In swimming, we often need to learn to do what is right, rather than what feels right. That can be a challenge when we don’t feel the frontal drag forces working to slow us down. At The Race Club, we teach the right technique for each swimmer for all strokes With every stroke of butterfly taken, the precise timing of the two down kicks coupled with the recovery of the arms and the high elbow underwater pull is absolutely crucial for speed. Keeping the arm pull in the high elbow position enables the swimmer to get the hands through the stroke cycle faster, while reducing frontal drag. Watch Roland in this Race Club Swimisode and see how he has mastered this challenging butterfly stroke.

The Dynamics of Dolphin Kick Part I: Using the Vortex


The Dynamics of Dolphin Kick Part I: Using the Vortex

The two sources of propulsion we use while swimming, the hands and the feet, work in different environments. Although the hands and feet are creating nearly all of the propulsion in the water, the flow dynamics where the forces are taking place for each one differ considerably.

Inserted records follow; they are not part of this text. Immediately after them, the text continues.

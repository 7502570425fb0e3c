//! File-backed fixed-record store.
//!
//! A store is a directory holding one file per record kind. Each file starts
//! with a [`FILE_HDR_LEN`]-byte header followed by equally sized slots, so
//! record `id` lives at `FILE_HDR_LEN + id * record_size`.

use std::fs;
use std::path::{Path, PathBuf};

use tracing::{debug, info};

use crate::primitives::io::{FileIo, StdFileIo};
use crate::types::{GroupId, NodeId, RecordKind, RelId, RelchainError, Result};

use super::record::{
    decode_group, decode_node, decode_relationship, encode_group, encode_node,
    encode_relationship, NodeRecord, RelationshipGroupRecord, RelationshipRecord,
    GROUP_RECORD_SIZE, NODE_RECORD_SIZE, REL_RECORD_SIZE,
};
use super::store::{MemStore, RecordStore};

/// Magic bytes at the start of every store file.
pub const FILE_MAGIC: [u8; 4] = *b"RLCH";
/// Store file format version.
pub const FILE_FORMAT_VERSION: u16 = 1;
/// Length of the per-file header.
pub const FILE_HDR_LEN: usize = 16;

/// File name of the node records.
pub const NODES_FILE: &str = "nodes.store";
/// File name of the relationship records.
pub const RELATIONSHIPS_FILE: &str = "relationships.store";
/// File name of the relationship-group records.
pub const GROUPS_FILE: &str = "groups.store";

mod header {
    //! Byte offsets for fixed header fields.
    use core::ops::Range;

    pub const MAGIC: Range<usize> = 0..4;
    pub const FORMAT_VERSION: Range<usize> = 4..6;
    pub const KIND: usize = 6;
    pub const RESERVED: usize = 7;
    pub const RECORD_SIZE: Range<usize> = 8..12;
}

fn record_size(kind: RecordKind) -> usize {
    match kind {
        RecordKind::Node => NODE_RECORD_SIZE,
        RecordKind::Relationship => REL_RECORD_SIZE,
        RecordKind::Group => GROUP_RECORD_SIZE,
    }
}

fn encode_header(kind: RecordKind) -> [u8; FILE_HDR_LEN] {
    let mut hdr = [0u8; FILE_HDR_LEN];
    hdr[header::MAGIC].copy_from_slice(&FILE_MAGIC);
    hdr[header::FORMAT_VERSION].copy_from_slice(&FILE_FORMAT_VERSION.to_be_bytes());
    hdr[header::KIND] = kind.tag();
    hdr[header::RECORD_SIZE].copy_from_slice(&(record_size(kind) as u32).to_be_bytes());
    hdr
}

fn check_header(kind: RecordKind, hdr: &[u8; FILE_HDR_LEN]) -> Result<()> {
    if hdr[header::MAGIC] != FILE_MAGIC {
        return Err(RelchainError::Corruption("invalid store file magic"));
    }
    let mut version = [0u8; 2];
    version.copy_from_slice(&hdr[header::FORMAT_VERSION]);
    if u16::from_be_bytes(version) != FILE_FORMAT_VERSION {
        return Err(RelchainError::Corruption("unsupported store format version"));
    }
    if hdr[header::KIND] != kind.tag() {
        return Err(RelchainError::Corruption("store file holds another record kind"));
    }
    if hdr[header::RESERVED] != 0 {
        return Err(RelchainError::Corruption("store header reserved byte not zero"));
    }
    let mut size = [0u8; 4];
    size.copy_from_slice(&hdr[header::RECORD_SIZE]);
    if u32::from_be_bytes(size) as usize != record_size(kind) {
        return Err(RelchainError::Corruption("store record size mismatch"));
    }
    Ok(())
}

/// One record file: header-validated, read by slot.
struct RecordFile {
    io: StdFileIo,
    kind: RecordKind,
    high_id: u64,
}

impl RecordFile {
    fn open(path: &Path, kind: RecordKind) -> Result<Self> {
        let io = StdFileIo::open_read(path)?;
        let len = io.len()?;
        if len < FILE_HDR_LEN as u64 {
            return Err(RelchainError::Corruption("store file header truncated"));
        }
        let mut hdr = [0u8; FILE_HDR_LEN];
        io.read_at(0, &mut hdr)?;
        check_header(kind, &hdr)?;
        let high_id = (len - FILE_HDR_LEN as u64) / record_size(kind) as u64;
        debug!(kind = %kind, path = %path.display(), high_id, "store.file.open");
        Ok(Self { io, kind, high_id })
    }

    fn write<'a>(
        path: &Path,
        kind: RecordKind,
        slots: impl Iterator<Item = Option<&'a [u8]>>,
    ) -> Result<u64> {
        let io = StdFileIo::create(path)?;
        io.write_at(0, &encode_header(kind))?;
        let size = record_size(kind);
        let empty = vec![0u8; size];
        let mut count = 0u64;
        for slot in slots {
            let off = FILE_HDR_LEN as u64 + count * size as u64;
            io.write_at(off, slot.unwrap_or(&empty))?;
            count += 1;
        }
        io.sync_all()?;
        Ok(count)
    }

    /// Reads slot `id`; `None` when past the end of the file.
    fn read_slot<'b>(&self, id: u64, buf: &'b mut [u8]) -> Result<Option<&'b [u8]>> {
        if id >= self.high_id {
            return Ok(None);
        }
        let size = record_size(self.kind);
        let off = FILE_HDR_LEN as u64 + id * size as u64;
        let slot = &mut buf[..size];
        self.io.read_at(off, slot)?;
        Ok(Some(slot))
    }
}

/// Read-only store over a directory of record files.
pub struct FileStore {
    dir: PathBuf,
    nodes: RecordFile,
    relationships: RecordFile,
    groups: RecordFile,
}

impl FileStore {
    /// Opens the store in `dir`, validating every file header.
    pub fn open(dir: impl AsRef<Path>) -> Result<Self> {
        let dir = dir.as_ref().to_path_buf();
        let store = Self {
            nodes: RecordFile::open(&dir.join(NODES_FILE), RecordKind::Node)?,
            relationships: RecordFile::open(
                &dir.join(RELATIONSHIPS_FILE),
                RecordKind::Relationship,
            )?,
            groups: RecordFile::open(&dir.join(GROUPS_FILE), RecordKind::Group)?,
            dir,
        };
        info!(
            dir = %store.dir.display(),
            nodes = store.nodes.high_id,
            relationships = store.relationships.high_id,
            groups = store.groups.high_id,
            "store.open"
        );
        Ok(store)
    }

    /// Writes every slot of `source` into a new store in `dir`, replacing any
    /// existing store files there.
    pub fn create(dir: impl AsRef<Path>, source: &MemStore) -> Result<Self> {
        let dir = dir.as_ref();
        fs::create_dir_all(dir)?;
        let nodes: Vec<Option<[u8; NODE_RECORD_SIZE]>> = source
            .node_slots()
            .iter()
            .map(|slot| slot.as_ref().map(encode_node))
            .collect();
        let relationships: Vec<Option<[u8; REL_RECORD_SIZE]>> = source
            .relationship_slots()
            .iter()
            .map(|slot| slot.as_ref().map(encode_relationship))
            .collect();
        let groups: Vec<Option<[u8; GROUP_RECORD_SIZE]>> = source
            .group_slots()
            .iter()
            .map(|slot| slot.as_ref().map(encode_group))
            .collect();
        RecordFile::write(
            &dir.join(NODES_FILE),
            RecordKind::Node,
            nodes.iter().map(|s| s.as_ref().map(|b| &b[..])),
        )?;
        RecordFile::write(
            &dir.join(RELATIONSHIPS_FILE),
            RecordKind::Relationship,
            relationships.iter().map(|s| s.as_ref().map(|b| &b[..])),
        )?;
        RecordFile::write(
            &dir.join(GROUPS_FILE),
            RecordKind::Group,
            groups.iter().map(|s| s.as_ref().map(|b| &b[..])),
        )?;
        info!(dir = %dir.display(), "store.create");
        Self::open(dir)
    }

    /// Directory backing this store.
    pub fn dir(&self) -> &Path {
        &self.dir
    }

    /// Number of relationship slots.
    pub fn relationship_high_id(&self) -> u64 {
        self.relationships.high_id
    }

    /// Number of group slots.
    pub fn group_high_id(&self) -> u64 {
        self.groups.high_id
    }
}

impl RecordStore for FileStore {
    fn load_node(&self, id: NodeId) -> Result<Option<NodeRecord>> {
        let mut buf = [0u8; NODE_RECORD_SIZE];
        match self.nodes.read_slot(id.0, &mut buf)? {
            Some(slot) => decode_node(id, slot),
            None => Ok(None),
        }
    }

    fn load_relationship(&self, id: RelId) -> Result<RelationshipRecord> {
        let mut buf = [0u8; REL_RECORD_SIZE];
        let record = match self.relationships.read_slot(id.0, &mut buf)? {
            Some(slot) => decode_relationship(id, slot)?,
            None => None,
        };
        record.ok_or(RelchainError::RecordNotInUse {
            kind: RecordKind::Relationship,
            id: id.0,
        })
    }

    fn load_group(&self, id: GroupId) -> Result<Option<RelationshipGroupRecord>> {
        let mut buf = [0u8; GROUP_RECORD_SIZE];
        match self.groups.read_slot(id.0, &mut buf)? {
            Some(slot) => decode_group(id, slot),
            None => Ok(None),
        }
    }

    fn node_high_id(&self) -> u64 {
        self.nodes.high_id
    }
}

In order to produce propulsion, the surface areas creating the forces (from the hands and feet) must move backwards relative to the water. The hands begin to create propulsion when they are about one foot in front of the shoulder. Since the hand is in front of and to the side of the body when the pulling propulsion begins, the vortex created by the body does not affect the water where the hand is pulling until the end of the pulling motion. In other words, the hand is pushing backward against relatively still water during the times it is producing most of the propulsion. Not so with the feet.

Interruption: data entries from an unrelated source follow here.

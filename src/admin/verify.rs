use serde::Serialize;
use tracing::{info, warn};

use crate::storage::RecordStore;
use crate::traversal::{AnyType, Direction, RelationshipChains, TraversalOptions};
use crate::types::{NodeId, Result};

const MAX_FINDINGS: usize = 32;

/// A node whose relationships could not be traversed.
#[derive(Clone, Debug, Serialize)]
pub struct VerifyFinding {
    /// Node whose traversal failed.
    pub node: u64,
    /// Human-readable description of the failure.
    pub message: String,
}

/// Complete report of a verification pass.
#[derive(Clone, Debug, Default, Serialize)]
pub struct VerifyReport {
    /// Whether every in-use node was traversed without error.
    pub success: bool,
    /// Number of in-use nodes traversed.
    pub nodes_checked: u64,
    /// Relationships produced across all nodes; each relationship is counted
    /// once per endpoint.
    pub relationships_seen: u64,
    /// Number of nodes whose traversal failed.
    pub failed_nodes: u64,
    /// The first failures encountered, capped to keep reports readable.
    pub findings: Vec<VerifyFinding>,
}

/// Walks every in-use node's relationships in both directions.
///
/// Traversal errors are collected per node rather than aborting the pass, and
/// the cycle guard is enabled so a looping chain is reported instead of
/// hanging. Errors reading a node record itself abort the pass.
pub fn verify_store<S: RecordStore + ?Sized>(store: &S) -> Result<VerifyReport> {
    let mut report = VerifyReport::default();
    for raw in 0..store.node_high_id() {
        let node = NodeId(raw);
        if store.load_node(node)?.is_none() {
            continue;
        }
        report.nodes_checked += 1;
        let opts = TraversalOptions::new().cycle_guard(true);
        let chains = RelationshipChains::open_with(store, node, AnyType, Direction::Both, opts)?;
        let outcome = chains.iter().and_then(|iter| {
            let mut seen = 0u64;
            for rel in iter {
                rel?;
                seen += 1;
            }
            Ok(seen)
        });
        match outcome {
            Ok(seen) => report.relationships_seen += seen,
            Err(err) => {
                warn!(node = %node, error = %err, "verify.node_failed");
                report.failed_nodes += 1;
                if report.findings.len() < MAX_FINDINGS {
                    report.findings.push(VerifyFinding {
                        node: raw,
                        message: err.to_string(),
                    });
                }
            }
        }
    }
    report.success = report.failed_nodes == 0;
    info!(
        nodes = report.nodes_checked,
        relationships = report.relationships_seen,
        failed = report.failed_nodes,
        "verify.complete"
    );
    Ok(report)
}

#[cfg(test)]
mod tests {
    use super::*;
    use crate::storage::{BuildOptions, RelationshipRecord, StoreBuilder};
    use crate::types::{RelId, TypeId};

    #[test]
    fn well_formed_store_passes() -> Result<()> {
        let mut builder = StoreBuilder::new(BuildOptions::default().dense_threshold(3));
        let nodes = builder.add_nodes(4);
        for &other in &nodes[1..] {
            builder.add_relationship(nodes[0], other, TypeId(1))?;
        }
        builder.add_relationship(nodes[0], nodes[0], TypeId(2))?;
        let report = verify_store(&builder.build())?;
        assert!(report.success);
        assert_eq!(report.nodes_checked, 4);
        // three plain relationships seen from both ends, one loop seen once
        assert_eq!(report.relationships_seen, 7);
        Ok(())
    }

    #[test]
    fn corrupt_chain_is_reported_per_node() -> Result<()> {
        let mut builder = StoreBuilder::new(BuildOptions::default());
        let nodes = builder.add_nodes(3);
        let rel = builder.add_relationship(nodes[0], nodes[1], TypeId(1))?;
        let mut store = builder.build();
        store.put_relationship(RelationshipRecord {
            id: rel,
            first: nodes[2],
            second: nodes[2],
            ty: TypeId(1),
            first_next: RelId::NULL,
            second_next: RelId::NULL,
        })?;
        let report = verify_store(&store)?;
        assert!(!report.success);
        assert_eq!(report.failed_nodes, 2);
        assert_eq!(report.findings.len(), 2);
        assert!(report.findings[0].message.contains("Node[0]"));
        Ok(())
    }
}
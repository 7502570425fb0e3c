#![forbid(unsafe_code)]

/// CRC32 over a record body, salted with its kind tag and identifier.
///
/// Mixing in the identifier lets a reader notice a record that was written to
/// the wrong slot, not only bit rot inside the body.
pub fn record_crc32(kind_tag: u8, id: u64, body: &[u8]) -> u32 {
    let mut hasher = crc32fast::Hasher::new();
    hasher.update(&[kind_tag]);
    hasher.update(&id.to_be_bytes());
    hasher.update(body);
    hasher.finalize()
}

#[cfg(test)]
mod tests {
    use super::*;

    #[test]
    fn record_crc32_changes_with_components() {
        let body = vec![0u8; 16];
        let crc_a = record_crc32(1, 2, &body);
        assert_eq!(crc_a, record_crc32(1, 2, &body));

        let mut different = body.clone();
        different[0] = 1;
        assert_ne!(crc_a, record_crc32(1, 2, &different));
        assert_ne!(crc_a, record_crc32(3, 2, &body));
        assert_ne!(crc_a, record_crc32(1, 3, &body));
    }
}
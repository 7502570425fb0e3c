//! Low-level primitives used by the record store.

/// I/O abstractions and utilities.
///
/// Positioned reads and writes over store files.
pub mod io;
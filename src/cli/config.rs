use std::fs;
use std::path::{Path, PathBuf};

use serde::{Deserialize, Serialize};
use thiserror::Error;

use crate::storage::{BuildOptions, DEFAULT_DENSE_THRESHOLD};
use crate::traversal::TraversalOptions;

/// Log level used when neither the config file nor the command line sets one.
pub const DEFAULT_LOG_LEVEL: &str = "warn";

/// CLI settings loaded from `cli.toml`.
///
/// A missing file is not an error; every setting falls back to its default.
#[derive(Debug, Default)]
pub struct CliConfig {
    path: Option<PathBuf>,
    data: RawConfig,
}

impl CliConfig {
    /// Loads the config from `explicit`, or from [`default_config_path`].
    pub fn load(explicit: Option<PathBuf>) -> Result<Self, ConfigError> {
        let path = explicit.or_else(default_config_path);
        let data = match path.as_ref() {
            Some(config_path) if config_path.exists() => read_file(config_path)?,
            _ => RawConfig::default(),
        };
        if data.build.dense_threshold == Some(0) {
            return Err(ConfigError::InvalidThreshold);
        }
        Ok(Self { path, data })
    }

    /// Path the config was looked up at.
    pub fn path(&self) -> Option<&Path> {
        self.path.as_deref()
    }

    /// Store directory used when a command omits one.
    pub fn default_store(&self) -> Option<&PathBuf> {
        self.data.store.default_path.as_ref()
    }

    /// Configured log filter, or [`DEFAULT_LOG_LEVEL`].
    pub fn log_level(&self) -> &str {
        self.data.log.level.as_deref().unwrap_or(DEFAULT_LOG_LEVEL)
    }

    /// Traversal options derived from the `[traversal]` section.
    pub fn traversal_options(&self) -> TraversalOptions {
        TraversalOptions::new().cycle_guard(self.data.traversal.cycle_guard.unwrap_or(false))
    }

    /// Build options derived from the `[build]` section.
    pub fn build_options(&self) -> BuildOptions {
        BuildOptions::default().dense_threshold(
            self.data
                .build
                .dense_threshold
                .unwrap_or(DEFAULT_DENSE_THRESHOLD),
        )
    }
}

fn read_file(path: &Path) -> Result<RawConfig, ConfigError> {
    let contents = fs::read_to_string(path).map_err(|source| ConfigError::Read {
        path: path.to_path_buf(),
        source,
    })?;
    toml::from_str(&contents).map_err(|source| ConfigError::Parse {
        path: path.to_path_buf(),
        source,
    })
}

#[derive(Debug, Default, Deserialize, Serialize)]
struct RawConfig {
    #[serde(default)]
    store: StoreSection,
    #[serde(default)]
    traversal: TraversalSection,
    #[serde(default)]
    build: BuildSection,
    #[serde(default)]
    log: LogSection,
}

#[derive(Debug, Default, Deserialize, Serialize)]
struct StoreSection {
    #[serde(rename = "default")]
    default_path: Option<PathBuf>,
}

#[derive(Debug, Default, Deserialize, Serialize)]
struct TraversalSection {
    cycle_guard: Option<bool>,
}

#[derive(Debug, Default, Deserialize, Serialize)]
struct BuildSection {
    dense_threshold: Option<usize>,
}

#[derive(Debug, Default, Deserialize, Serialize)]
struct LogSection {
    level: Option<String>,
}

/// Errors raised while loading the CLI config.
#[derive(Debug, Error)]
pub enum ConfigError {
    /// The config file exists but could not be read.
    #[error("failed to read CLI config {path}: {source}")]
    Read {
        /// Config file path.
        path: PathBuf,
        /// Underlying IO error.
        source: std::io::Error,
    },
    /// The config file is not valid TOML for this schema.
    #[error("failed to parse CLI config {path}: {source}")]
    Parse {
        /// Config file path.
        path: PathBuf,
        /// Underlying TOML error.
        source: toml::de::Error,
    },
    /// `[build] dense_threshold` was zero.
    #[error("build.dense_threshold must be at least 1")]
    InvalidThreshold,
}

/// `<config dir>/relchain/cli.toml`, when the platform has a config dir.
pub fn default_config_path() -> Option<PathBuf> {
    dirs::config_dir().map(|base| base.join("relchain").join("cli.toml"))
}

Behind every swimmer moving forward is a vortex of water (wake) created by the separation of the water moving along the body (as the body moves forward). This vortex creates a stream of water that follows the swimmer. It is this stream that enables a swimmer to swim right behind another swimmer and catch a ride. The bigger and the faster the swimmer, the bigger the vortex and the faster the stream is moving. The wake behind a swimmer extends for a few feet behind him and funnels out wider from the feet, but it does not extend very deep in the water. The width of the stream even enables a swimmer that is swimming in the next lane, yet close enough to the swimmer, to catch some of the ride. The most famous example of that was Jason Lezak riding Alain Bernard’s wake as long as he could in the 4 x100 free relay in Beijing, completing the fastest relay leg in history.

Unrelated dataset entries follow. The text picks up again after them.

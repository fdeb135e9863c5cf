//! Best-effort audit trail.
//!
//! Events are recorded on a detached task so the primary operation never
//! waits on, or fails because of, the trail.

use uuid::Uuid;

use super::Database;

/// Auth-relevant actions worth a trail entry.
#[derive(Debug, Clone, Copy)]
pub enum AuditAction {
    Register,
    Login,
    LoginFailed,
    MfaChallengeIssued,
    MfaVerified,
    MfaEnabled,
    MfaDisabled,
    RefreshRotated,
    Logout,
    LogoutAll,
    PasswordChanged,
    RoleChanged,
    MemberRemoved,
    DeviceKeyRegistered,
    WrapsPublished,
    KeyRotated,
}

impl AuditAction {
    fn as_str(&self) -> &'static str {
        match self {
            AuditAction::Register => "register",
            AuditAction::Login => "login",
            AuditAction::LoginFailed => "login_failed",
            AuditAction::MfaChallengeIssued => "mfa_challenge_issued",
            AuditAction::MfaVerified => "mfa_verified",
            AuditAction::MfaEnabled => "mfa_enabled",
            AuditAction::MfaDisabled => "mfa_disabled",
            AuditAction::RefreshRotated => "refresh_rotated",
            AuditAction::Logout => "logout",
            AuditAction::LogoutAll => "logout_all",
            AuditAction::PasswordChanged => "password_changed",
            AuditAction::RoleChanged => "role_changed",
            AuditAction::MemberRemoved => "member_removed",
            AuditAction::DeviceKeyRegistered => "device_key_registered",
            AuditAction::WrapsPublished => "wraps_published",
            AuditAction::KeyRotated => "key_rotated",
        }
    }
}

/// Fire-and-forget audit sink.
#[derive(Clone)]
pub struct AuditLogger {
    db: Database,
}

impl AuditLogger {
    pub fn new(db: Database) -> Self {
        Self { db }
    }

    /// Record an event. Returns immediately; the insert happens on its own
    /// task and a failure is only a warning.
    pub fn record(
        &self,
        action: AuditAction,
        user_id: Option<Uuid>,
        org_id: Option<Uuid>,
        detail: Option<String>,
    ) {
        let db = self.db.clone();
        let action_str = action.as_str();
        tokio::spawn(async move {
            if let Err(e) = db
                .insert_audit_event(
                    Uuid::new_v4(),
                    user_id,
                    org_id,
                    action_str,
                    detail.as_deref(),
                    None,
                )
                .await
            {
                tracing::warn!(action = action_str, error = %e, "audit event dropped");
            }
        });
    }
}
//! MFA handlers: TOTP setup/confirm/disable and login-challenge
//! verification.

use axum::{extract::State, http::StatusCode, response::IntoResponse, Json};
use huddle_core::error::AppError;

use crate::{
    dtos::{
        mfa::{ConfirmTotpRequest, ConfirmTotpResponse, DisableTotpRequest, MfaVerifyRequest,
              SetupTotpResponse},
        MessageResponse,
    },
    handlers::session_cookies,
    middleware::AuthUser,
    utils::ValidatedJson,
    AppState,
};

/// Begin TOTP setup for the caller
#[utoipa::path(
    post,
    path = "/auth/mfa/totp/setup",
    responses(
        (status = 200, description = "Secret generated, MFA not yet enabled", body = SetupTotpResponse),
        (status = 401, description = "Unauthenticated", body = ErrorResponse),
        (status = 500, description = "Internal server error", body = ErrorResponse)
    ),
    tag = "MFA",
    security(("bearer_auth" = []))
)]
pub async fn setup_totp(
    State(state): State<AppState>,
    user: AuthUser,
) -> Result<impl IntoResponse, AppError> {
    let user_id = user.0.user_id().map_err(AppError::Unauthenticated)?;
    let (secret_base32, otpauth_uri) = state.mfa.setup_totp(user_id).await?;

    Ok((
        StatusCode::OK,
        Json(SetupTotpResponse {
            ok: true,
            secret_base32,
            otpauth_uri,
        }),
    ))
}

/// Confirm TOTP setup with the first code; enables MFA
#[utoipa::path(
    post,
    path = "/auth/mfa/totp/confirm",
    request_body = ConfirmTotpRequest,
    responses(
        (status = 200, description = "MFA enabled; recovery codes returned once", body = ConfirmTotpResponse),
        (status = 401, description = "Invalid code", body = ErrorResponse),
        (status = 500, description = "Internal server error", body = ErrorResponse)
    ),
    tag = "MFA",
    security(("bearer_auth" = []))
)]
pub async fn confirm_totp(
    State(state): State<AppState>,
    user: AuthUser,
    ValidatedJson(req): ValidatedJson<ConfirmTotpRequest>,
) -> Result<impl IntoResponse, AppError> {
    let user_id = user.0.user_id().map_err(AppError::Unauthenticated)?;
    let recovery_codes = state.mfa.confirm_totp(user_id, &req.code).await?;

    Ok((
        StatusCode::OK,
        Json(ConfirmTotpResponse {
            ok: true,
            recovery_codes,
        }),
    ))
}

/// Verify a pending login challenge and complete the login
#[utoipa::path(
    post,
    path = "/auth/mfa/verify",
    request_body = MfaVerifyRequest,
    responses(
        (status = 200, description = "Challenge verified, session issued", body = SessionTokens),
        (status = 401, description = "Invalid challenge or code", body = ErrorResponse),
        (status = 429, description = "Rate limited", body = ErrorResponse),
        (status = 500, description = "Internal server error", body = ErrorResponse)
    ),
    tag = "MFA"
)]
pub async fn verify_during_login(
    State(state): State<AppState>,
    ValidatedJson(req): ValidatedJson<MfaVerifyRequest>,
) -> Result<impl IntoResponse, AppError> {
    let user_id = state
        .mfa
        .verify_during_login(
            req.challenge_id,
            req.code.as_deref(),
            req.recovery_code.as_deref(),
        )
        .await?;

    // Challenge verified: resume the login the password check started.
    let tokens = state.auth.issue_session_for(user_id).await?;
    let jar = session_cookies(&state, &tokens);
    Ok((StatusCode::OK, jar, Json(tokens)))
}

/// Disable MFA for the caller
#[utoipa::path(
    post,
    path = "/auth/mfa/totp/disable",
    request_body = DisableTotpRequest,
    responses(
        (status = 200, description = "MFA disabled", body = MessageResponse),
        (status = 401, description = "Invalid code", body = ErrorResponse),
        (status = 500, description = "Internal server error", body = ErrorResponse)
    ),
    tag = "MFA",
    security(("bearer_auth" = []))
)]
pub async fn disable_totp(
    State(state): State<AppState>,
    user: AuthUser,
    ValidatedJson(req): ValidatedJson<DisableTotpRequest>,
) -> Result<impl IntoResponse, AppError> {
    let user_id = user.0.user_id().map_err(AppError::Unauthenticated)?;
    state.mfa.disable(user_id, &req.code).await?;

    Ok((StatusCode::OK, Json(MessageResponse::new("MFA disabled"))))
}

Since the propulsion from the feet is occurring, for the most part, within this stream, the stream affects the dynamics of the kicking motion. Relative to a stationary point in the pool, the feet in the dolphin kick (while the swimmer is on the stomach) are moving backward only during the beginning of the down kick. There is virtually no backward motion of the feet at all during the up kick. Yet the feet can create propulsion on both the down and the up kicks. The reason is that the feet need to be moving backward relative to the water only, and since the water is moving forward, propulsion can occur when the feet are moving upward or downward, in addition to backward.

The dynamics of the kick are made even more complicated by another smaller vortex that forms behind the feet as they move across the stream of the body’s vortex. Since most of the motion of the foot is upward, downward or forward, the vortex of the moving foot, somewhat like a tributary connecting to a river, contributes to the fluid dynamics of the body’s stream, generally adding more water moving forward behind the swimmer.

Using the velocity meter technology at The Race Club, from the changes of the body’s velocity and acceleration resulting from each of the down or up kicks, one can gain an appreciation for the amount of propulsive force generated by the foot moving in each direction. With the swimmer on his stomach, the down kick, which involves extension of the knee and flexion of the hip, is a biomechanically stronger motion than the motion of the up kick, which involves extension of the hip and flexion of the knee. Further, with the extraordinary plantar flexibility of the ankle of a fast kicker, the surface area of the foot moving backward relative to the water is greater on the down kick (top of the foot) than it is during the up kick (sole of the foot).

In the gym, for example, I can lift about 70 pounds 50 times before exhaustion on the down kick motion. However, using the up kick motion, I can lift 30 pounds for about 30 reps before exhaustion. The difference would suggest that the down kick motion is at least twice as powerful as the up kick motion. Therefore, when analyzing the velocity and acceleration of the swimmer’s body while dolphin kicking, one would expect to see the greatest acceleration and peak velocity occur from the down kick, rather than from the up kick. While a swimmer is on his stomach that is precisely what one sees. However, the difference in speed resulting from the down kick and the up kick on the stomach will surprise you.

In the next article, we will examine in detail the acceleration, velocity and differences between peak and trough velocities resulting from the dolphin kick performed on the stomach, side and on the back.

Yours in swimming,

Gary Sr.

Read Dynamics of Dolphin Kick Part II: Why Dolphin is Faster on Your Back

dolphin kick

Pictured is Olympian Junya Koga from Japan.


Oxygen! How Often Should I Breathe in Swimming?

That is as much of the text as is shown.